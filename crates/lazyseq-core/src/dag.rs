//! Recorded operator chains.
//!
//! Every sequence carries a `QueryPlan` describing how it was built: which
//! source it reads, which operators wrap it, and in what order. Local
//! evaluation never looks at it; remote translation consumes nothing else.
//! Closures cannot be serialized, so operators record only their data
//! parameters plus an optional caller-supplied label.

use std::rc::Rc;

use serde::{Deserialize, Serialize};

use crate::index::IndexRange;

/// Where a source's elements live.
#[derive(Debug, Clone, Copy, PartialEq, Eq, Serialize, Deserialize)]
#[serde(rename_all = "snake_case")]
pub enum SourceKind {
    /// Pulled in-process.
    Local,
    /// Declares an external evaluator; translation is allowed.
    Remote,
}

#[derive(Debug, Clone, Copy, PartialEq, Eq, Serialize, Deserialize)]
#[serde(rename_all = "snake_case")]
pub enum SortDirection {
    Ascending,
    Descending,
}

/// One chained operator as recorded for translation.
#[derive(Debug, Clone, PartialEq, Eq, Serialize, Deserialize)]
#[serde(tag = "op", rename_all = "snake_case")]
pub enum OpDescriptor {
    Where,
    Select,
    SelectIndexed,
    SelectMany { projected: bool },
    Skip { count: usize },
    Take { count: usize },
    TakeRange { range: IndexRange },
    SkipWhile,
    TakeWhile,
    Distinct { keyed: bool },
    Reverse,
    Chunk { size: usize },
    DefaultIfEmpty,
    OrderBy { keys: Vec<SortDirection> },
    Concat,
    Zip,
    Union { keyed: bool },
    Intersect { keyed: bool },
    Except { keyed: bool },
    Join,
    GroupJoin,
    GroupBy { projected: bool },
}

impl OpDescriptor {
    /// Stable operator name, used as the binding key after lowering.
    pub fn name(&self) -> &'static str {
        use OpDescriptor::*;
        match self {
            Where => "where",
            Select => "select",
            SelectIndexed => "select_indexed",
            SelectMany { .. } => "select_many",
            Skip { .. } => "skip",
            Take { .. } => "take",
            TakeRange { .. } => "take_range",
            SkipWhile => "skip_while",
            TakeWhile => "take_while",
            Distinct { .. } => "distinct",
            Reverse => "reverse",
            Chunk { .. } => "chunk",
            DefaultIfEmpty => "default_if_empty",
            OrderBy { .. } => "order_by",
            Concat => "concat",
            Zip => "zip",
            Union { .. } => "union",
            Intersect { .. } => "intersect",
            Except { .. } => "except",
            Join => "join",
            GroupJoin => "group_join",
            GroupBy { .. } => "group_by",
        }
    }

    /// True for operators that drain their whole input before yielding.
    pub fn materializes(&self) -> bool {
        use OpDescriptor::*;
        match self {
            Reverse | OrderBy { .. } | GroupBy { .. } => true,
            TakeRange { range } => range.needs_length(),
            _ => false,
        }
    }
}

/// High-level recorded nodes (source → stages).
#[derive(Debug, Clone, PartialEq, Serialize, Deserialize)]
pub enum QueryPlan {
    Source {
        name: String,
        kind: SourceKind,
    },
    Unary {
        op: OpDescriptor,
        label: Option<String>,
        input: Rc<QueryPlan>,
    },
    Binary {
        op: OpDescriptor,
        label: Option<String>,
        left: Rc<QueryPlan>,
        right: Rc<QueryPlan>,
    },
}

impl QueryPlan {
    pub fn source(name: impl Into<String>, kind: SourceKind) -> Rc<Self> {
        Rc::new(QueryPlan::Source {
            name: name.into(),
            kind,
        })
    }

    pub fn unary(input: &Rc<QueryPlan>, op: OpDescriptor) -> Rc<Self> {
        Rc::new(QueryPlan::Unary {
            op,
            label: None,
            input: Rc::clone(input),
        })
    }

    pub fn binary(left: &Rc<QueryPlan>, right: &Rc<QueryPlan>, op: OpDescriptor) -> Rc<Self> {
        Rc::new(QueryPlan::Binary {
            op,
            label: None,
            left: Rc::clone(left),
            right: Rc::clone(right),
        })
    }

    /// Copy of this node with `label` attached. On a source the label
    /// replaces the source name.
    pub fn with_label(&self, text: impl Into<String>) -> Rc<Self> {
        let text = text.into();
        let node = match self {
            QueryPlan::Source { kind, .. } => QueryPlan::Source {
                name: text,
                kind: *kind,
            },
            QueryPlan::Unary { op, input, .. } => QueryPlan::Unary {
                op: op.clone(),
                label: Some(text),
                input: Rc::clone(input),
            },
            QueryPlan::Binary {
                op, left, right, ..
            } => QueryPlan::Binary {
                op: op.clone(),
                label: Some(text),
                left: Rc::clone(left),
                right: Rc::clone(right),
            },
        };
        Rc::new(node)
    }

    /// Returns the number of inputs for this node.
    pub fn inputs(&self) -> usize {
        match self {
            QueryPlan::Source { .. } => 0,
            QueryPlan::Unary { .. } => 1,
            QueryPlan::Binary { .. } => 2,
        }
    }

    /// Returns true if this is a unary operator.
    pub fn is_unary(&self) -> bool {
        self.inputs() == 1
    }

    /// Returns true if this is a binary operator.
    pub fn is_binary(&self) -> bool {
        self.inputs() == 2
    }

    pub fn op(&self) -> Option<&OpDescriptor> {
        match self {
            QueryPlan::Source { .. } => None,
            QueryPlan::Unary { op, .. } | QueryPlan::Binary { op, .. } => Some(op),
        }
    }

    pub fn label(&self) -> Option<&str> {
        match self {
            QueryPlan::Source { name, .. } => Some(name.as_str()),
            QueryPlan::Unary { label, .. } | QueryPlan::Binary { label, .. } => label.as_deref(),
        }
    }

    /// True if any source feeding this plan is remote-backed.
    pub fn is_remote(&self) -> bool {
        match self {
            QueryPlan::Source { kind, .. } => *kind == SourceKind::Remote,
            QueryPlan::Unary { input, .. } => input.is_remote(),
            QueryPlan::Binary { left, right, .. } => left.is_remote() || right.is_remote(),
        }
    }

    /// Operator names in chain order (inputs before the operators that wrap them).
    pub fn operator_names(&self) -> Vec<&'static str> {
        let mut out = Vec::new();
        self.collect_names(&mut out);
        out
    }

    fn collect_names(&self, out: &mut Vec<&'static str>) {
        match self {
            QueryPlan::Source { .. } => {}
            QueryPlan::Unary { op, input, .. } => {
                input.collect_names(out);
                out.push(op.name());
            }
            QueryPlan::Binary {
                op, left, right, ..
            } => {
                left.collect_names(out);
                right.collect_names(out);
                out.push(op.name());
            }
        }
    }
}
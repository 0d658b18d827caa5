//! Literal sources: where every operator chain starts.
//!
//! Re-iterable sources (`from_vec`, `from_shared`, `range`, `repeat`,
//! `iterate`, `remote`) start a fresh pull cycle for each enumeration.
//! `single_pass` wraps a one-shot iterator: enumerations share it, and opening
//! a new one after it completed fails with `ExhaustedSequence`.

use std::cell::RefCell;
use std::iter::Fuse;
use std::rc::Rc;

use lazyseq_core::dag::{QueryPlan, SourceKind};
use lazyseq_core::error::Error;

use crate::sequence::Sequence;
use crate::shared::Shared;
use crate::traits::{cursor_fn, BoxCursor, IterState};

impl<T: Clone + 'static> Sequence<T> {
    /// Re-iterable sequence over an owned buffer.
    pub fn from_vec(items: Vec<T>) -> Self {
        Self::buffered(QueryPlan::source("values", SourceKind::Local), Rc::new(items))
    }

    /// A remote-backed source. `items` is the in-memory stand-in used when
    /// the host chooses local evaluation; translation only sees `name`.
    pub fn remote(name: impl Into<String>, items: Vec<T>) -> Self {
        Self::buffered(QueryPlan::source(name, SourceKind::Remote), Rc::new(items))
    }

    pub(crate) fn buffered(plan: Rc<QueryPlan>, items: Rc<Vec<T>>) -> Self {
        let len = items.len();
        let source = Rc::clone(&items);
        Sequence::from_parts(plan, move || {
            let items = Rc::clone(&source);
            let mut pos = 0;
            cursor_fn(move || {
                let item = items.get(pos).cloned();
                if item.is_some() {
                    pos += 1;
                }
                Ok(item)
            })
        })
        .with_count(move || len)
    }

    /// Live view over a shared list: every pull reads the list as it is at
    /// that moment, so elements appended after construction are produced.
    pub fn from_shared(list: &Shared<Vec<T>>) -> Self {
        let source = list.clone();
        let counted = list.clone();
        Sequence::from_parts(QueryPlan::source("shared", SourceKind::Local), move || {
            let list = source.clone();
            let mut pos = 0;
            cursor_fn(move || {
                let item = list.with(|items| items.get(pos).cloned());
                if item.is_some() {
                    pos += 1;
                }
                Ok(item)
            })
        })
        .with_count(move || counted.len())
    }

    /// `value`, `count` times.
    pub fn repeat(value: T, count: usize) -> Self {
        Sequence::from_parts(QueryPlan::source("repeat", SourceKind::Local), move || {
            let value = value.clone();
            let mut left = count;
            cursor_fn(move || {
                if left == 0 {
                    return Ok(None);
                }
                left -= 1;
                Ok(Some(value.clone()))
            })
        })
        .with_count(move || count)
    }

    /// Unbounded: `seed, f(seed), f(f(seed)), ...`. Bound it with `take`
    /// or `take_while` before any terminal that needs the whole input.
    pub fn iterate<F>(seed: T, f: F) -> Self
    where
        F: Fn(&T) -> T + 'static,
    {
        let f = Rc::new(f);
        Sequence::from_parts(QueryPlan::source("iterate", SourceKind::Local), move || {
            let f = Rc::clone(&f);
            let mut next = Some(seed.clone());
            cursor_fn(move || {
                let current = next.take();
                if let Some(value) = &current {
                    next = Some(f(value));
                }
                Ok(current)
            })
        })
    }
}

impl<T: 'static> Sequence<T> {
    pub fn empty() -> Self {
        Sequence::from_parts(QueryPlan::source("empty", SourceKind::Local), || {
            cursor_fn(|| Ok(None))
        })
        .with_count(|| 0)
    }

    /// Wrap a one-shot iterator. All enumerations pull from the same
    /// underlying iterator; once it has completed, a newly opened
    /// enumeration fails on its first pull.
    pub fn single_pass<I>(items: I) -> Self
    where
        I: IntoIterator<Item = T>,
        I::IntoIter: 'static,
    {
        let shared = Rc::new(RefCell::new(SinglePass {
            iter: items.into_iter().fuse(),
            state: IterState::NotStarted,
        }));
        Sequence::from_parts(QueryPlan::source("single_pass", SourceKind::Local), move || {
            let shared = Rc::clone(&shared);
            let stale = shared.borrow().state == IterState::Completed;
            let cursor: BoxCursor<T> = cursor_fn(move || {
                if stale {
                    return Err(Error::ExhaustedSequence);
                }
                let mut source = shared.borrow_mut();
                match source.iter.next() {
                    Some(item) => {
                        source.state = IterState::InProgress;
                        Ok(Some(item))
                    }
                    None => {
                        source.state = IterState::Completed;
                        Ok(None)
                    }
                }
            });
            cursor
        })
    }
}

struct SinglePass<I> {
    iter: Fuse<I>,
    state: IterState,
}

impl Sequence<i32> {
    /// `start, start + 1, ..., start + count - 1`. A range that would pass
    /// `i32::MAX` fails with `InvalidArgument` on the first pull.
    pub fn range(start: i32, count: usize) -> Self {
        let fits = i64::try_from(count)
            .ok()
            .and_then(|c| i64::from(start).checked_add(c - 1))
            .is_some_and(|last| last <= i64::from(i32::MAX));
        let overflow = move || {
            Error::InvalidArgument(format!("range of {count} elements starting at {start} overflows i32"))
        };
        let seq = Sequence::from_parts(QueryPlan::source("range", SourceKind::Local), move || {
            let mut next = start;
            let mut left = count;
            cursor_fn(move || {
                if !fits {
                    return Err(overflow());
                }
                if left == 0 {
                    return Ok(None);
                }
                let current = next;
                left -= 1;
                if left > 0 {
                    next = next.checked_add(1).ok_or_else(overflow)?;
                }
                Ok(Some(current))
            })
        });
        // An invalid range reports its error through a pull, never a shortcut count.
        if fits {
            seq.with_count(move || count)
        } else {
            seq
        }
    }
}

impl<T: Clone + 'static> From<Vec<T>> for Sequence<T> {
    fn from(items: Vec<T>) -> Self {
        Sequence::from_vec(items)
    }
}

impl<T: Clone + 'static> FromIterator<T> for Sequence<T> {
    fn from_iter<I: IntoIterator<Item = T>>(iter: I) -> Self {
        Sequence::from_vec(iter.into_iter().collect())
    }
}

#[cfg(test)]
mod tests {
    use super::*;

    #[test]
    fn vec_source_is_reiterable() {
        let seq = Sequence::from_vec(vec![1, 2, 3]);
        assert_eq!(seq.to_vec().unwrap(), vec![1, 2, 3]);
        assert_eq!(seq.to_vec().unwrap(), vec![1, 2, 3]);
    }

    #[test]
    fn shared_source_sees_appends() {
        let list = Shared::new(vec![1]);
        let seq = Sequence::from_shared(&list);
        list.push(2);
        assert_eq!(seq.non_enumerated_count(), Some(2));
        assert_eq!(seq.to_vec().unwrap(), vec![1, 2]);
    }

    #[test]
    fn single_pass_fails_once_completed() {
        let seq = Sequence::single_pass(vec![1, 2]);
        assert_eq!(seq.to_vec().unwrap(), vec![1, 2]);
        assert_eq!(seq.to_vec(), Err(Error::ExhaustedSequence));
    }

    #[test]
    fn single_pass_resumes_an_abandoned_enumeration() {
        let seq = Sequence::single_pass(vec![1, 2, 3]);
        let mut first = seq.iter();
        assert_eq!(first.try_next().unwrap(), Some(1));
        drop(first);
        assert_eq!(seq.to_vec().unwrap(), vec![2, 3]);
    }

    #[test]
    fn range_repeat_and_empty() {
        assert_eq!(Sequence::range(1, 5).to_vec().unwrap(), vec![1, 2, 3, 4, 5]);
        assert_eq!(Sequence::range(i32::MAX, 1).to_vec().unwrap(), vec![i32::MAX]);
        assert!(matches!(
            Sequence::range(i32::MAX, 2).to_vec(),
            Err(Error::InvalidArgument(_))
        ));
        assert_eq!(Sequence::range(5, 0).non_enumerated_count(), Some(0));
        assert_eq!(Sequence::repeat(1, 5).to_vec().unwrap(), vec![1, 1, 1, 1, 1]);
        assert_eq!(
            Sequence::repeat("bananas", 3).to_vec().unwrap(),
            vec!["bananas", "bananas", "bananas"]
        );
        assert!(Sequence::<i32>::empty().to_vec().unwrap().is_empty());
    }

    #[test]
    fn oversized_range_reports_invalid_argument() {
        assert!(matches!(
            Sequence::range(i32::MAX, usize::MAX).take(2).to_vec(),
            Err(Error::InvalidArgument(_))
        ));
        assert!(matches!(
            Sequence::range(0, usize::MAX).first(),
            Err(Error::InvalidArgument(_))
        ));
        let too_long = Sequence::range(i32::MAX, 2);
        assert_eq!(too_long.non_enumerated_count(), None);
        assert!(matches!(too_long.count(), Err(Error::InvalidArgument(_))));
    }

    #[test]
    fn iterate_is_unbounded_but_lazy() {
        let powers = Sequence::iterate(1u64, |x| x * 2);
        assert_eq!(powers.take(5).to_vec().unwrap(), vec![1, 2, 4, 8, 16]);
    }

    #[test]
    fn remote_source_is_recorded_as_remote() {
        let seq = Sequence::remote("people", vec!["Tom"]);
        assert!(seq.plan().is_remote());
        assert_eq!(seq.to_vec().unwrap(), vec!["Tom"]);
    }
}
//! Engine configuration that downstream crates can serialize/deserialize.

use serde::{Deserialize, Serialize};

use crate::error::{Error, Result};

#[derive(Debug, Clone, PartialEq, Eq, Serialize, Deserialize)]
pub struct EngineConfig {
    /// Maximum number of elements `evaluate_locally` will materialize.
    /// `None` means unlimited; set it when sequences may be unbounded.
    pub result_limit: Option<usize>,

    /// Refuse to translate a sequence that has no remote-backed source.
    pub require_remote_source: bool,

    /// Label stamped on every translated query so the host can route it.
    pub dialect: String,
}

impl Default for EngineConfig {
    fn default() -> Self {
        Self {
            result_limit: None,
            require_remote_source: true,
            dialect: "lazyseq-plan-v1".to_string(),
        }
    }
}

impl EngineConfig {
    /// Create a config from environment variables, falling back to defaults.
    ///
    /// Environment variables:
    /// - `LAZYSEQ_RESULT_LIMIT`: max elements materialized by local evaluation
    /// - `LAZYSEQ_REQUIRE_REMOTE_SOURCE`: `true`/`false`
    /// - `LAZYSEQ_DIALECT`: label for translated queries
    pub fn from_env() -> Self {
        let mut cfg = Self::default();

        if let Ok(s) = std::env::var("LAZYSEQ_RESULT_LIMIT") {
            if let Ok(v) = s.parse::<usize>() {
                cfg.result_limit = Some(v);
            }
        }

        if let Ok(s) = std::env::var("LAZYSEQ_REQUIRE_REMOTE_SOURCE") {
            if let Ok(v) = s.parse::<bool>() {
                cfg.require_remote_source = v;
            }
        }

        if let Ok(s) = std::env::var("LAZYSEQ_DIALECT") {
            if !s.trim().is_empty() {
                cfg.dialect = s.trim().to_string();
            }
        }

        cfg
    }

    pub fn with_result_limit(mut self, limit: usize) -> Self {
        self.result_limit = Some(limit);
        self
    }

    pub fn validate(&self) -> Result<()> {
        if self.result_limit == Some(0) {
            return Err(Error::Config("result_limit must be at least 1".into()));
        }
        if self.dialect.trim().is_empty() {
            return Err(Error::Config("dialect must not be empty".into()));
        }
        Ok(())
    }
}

▶ **Your task**
Starting with the line with "let powers = Sequence::iterate(1u64, |x|" above and going on through the line with "may be unbounded.", transcribe every line exactly, both ends included, and add nothing.

▶ **Output below**
        let powers = Sequence::iterate(1u64, |x| x * 2);
        assert_eq!(powers.take(5).to_vec().unwrap(), vec![1, 2, 4, 8, 16]);
    }

    #[test]
    fn remote_source_is_recorded_as_remote() {
        let seq = Sequence::remote("people", vec!["Tom"]);
        assert!(seq.plan().is_remote());
        assert_eq!(seq.to_vec().unwrap(), vec!["Tom"]);
    }
}
//! Engine configuration that downstream crates can serialize/deserialize.

use serde::{Deserialize, Serialize};

use crate::error::{Error, Result};

#[derive(Debug, Clone, PartialEq, Eq, Serialize, Deserialize)]
pub struct EngineConfig {
    /// Maximum number of elements `evaluate_locally` will materialize.
    /// `None` means unlimited; set it when sequences may be unbounded.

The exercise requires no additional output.